26 April 2009

By Elizabeth Fee, Ph.D.
Fee is the chief of the History of Medicine Division, National Library of Medicine, National Institutes of Health. She prepared these articles exclusively for eJournal USA.
Different cultures around the world have made efforts to protect people from infectious diseases for hundreds of years with varying degrees of success. Records show that the Chinese practiced inoculation against smallpox as early as 1000 B.C. The process was to take a scab from a smallpox lesion, store it for a month, mix it with plant material, and then place the concoction in the nose of a patient. The majority of patients thus treated developed a milder form of the disease, and if and when they recovered, they were protected from future infection with smallpox. Similar practices were reported from India and North Africa in the 16th and 17th centuries. Some accounts credit Lady Mary Wortley Montagu, the wife of the British ambassador in Constantinople, with bringing this practice from Turkey to Great Britain in the early 18th century. The procedure was risky because those inoculated might contract smallpox, which could prove fatal.
Country folk in England had long known that milkmaids were likely to be spared the ravages of smallpox, and their resistance was somehow related to the mild pox infection they tended to acquire from the cows.
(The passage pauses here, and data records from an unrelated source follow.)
use std::path::Path;
use std::time::Duration;

use serde::Deserialize;

use super::AppCore;

const DEFAULT_API_BASE_URL: &str = "https://farmlink-backend.onrender.com/api";
const DEFAULT_SOCKET_URL: &str = "wss://farmlink-backend.onrender.com/chat";
const DEFAULT_POLL_INTERVAL_MS: u64 = 3000;

#[derive(Debug, Clone, Default, Deserialize)]
#[serde(default)]
pub(super) struct AppConfig {
    pub(super) disable_network: Option<bool>,
    pub(super) api_base_url: Option<String>,
    pub(super) socket_url: Option<String>,
    pub(super) poll_interval_ms: Option<u64>,
}

pub(super) fn load_app_config(data_dir: &str) -> AppConfig {
    let path = Path::new(data_dir).join("farmlink_config.json");
    let Ok(bytes) = std::fs::read(&path) else {
        return AppConfig::default();
    };
    serde_json::from_slice::<AppConfig>(&bytes).unwrap_or_default()
}

/// Default `farmlink_config.json` payload used when no config file exists.
pub(crate) fn default_app_config_json() -> String {
    serde_json::json!({
        "disable_network": false,
        "api_base_url": DEFAULT_API_BASE_URL,
        "socket_url": DEFAULT_SOCKET_URL,
        "poll_interval_ms": DEFAULT_POLL_INTERVAL_MS,
    })
    .to_string()
}

impl AppCore {
    pub(super) fn network_enabled(&self) -> bool {
        // Used to keep Rust tests deterministic and offline.
        if let Some(disable) = self.config.disable_network {
            return !disable;
        }
        std::env::var("FARMLINK_DISABLE_NETWORK").ok().as_deref() != Some("1")
    }

    pub(super) fn api_base_url(&self) -> String {
        self.config
            .api_base_url
            .clone()
            .unwrap_or_else(|| DEFAULT_API_BASE_URL.to_string())
    }

    pub(super) fn socket_url(&self) -> String {
        self.config
            .socket_url
            .clone()
            .unwrap_or_else(|| DEFAULT_SOCKET_URL.to_string())
    }

    pub(super) fn poll_interval(&self) -> Duration {
        Duration::from_millis(
            self.config
                .poll_interval_ms
                .unwrap_or(DEFAULT_POLL_INTERVAL_MS),
        )
    }
}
Some physicians observed the same phenomena, but Edward Jenner carried out experiments to test the relationship between cowpox and smallpox in 1796. He published his results and is generally credited with being the discoverer of vaccination.
Jenner experimented by taking some pus from a lesion on the hand of a milkmaid and inoculating it into the hand of a young boy. Some weeks later, Jenner inoculated the boy with infectious material containing smallpox. Of course, such human experimentation would never be permitted today, but Jenner, and the boy, were fortunate. The experiment was a success, the boy did not become ill, and Jenner concluded that inoculation of infectious material from a mild strain of a disease could protect a person from a far more serious disease.
This then is the principle of vaccination, although the scientific basis for it would not be understood for many decades.
From the March 2007 eJournal USA, “Lifesaving Vaccines”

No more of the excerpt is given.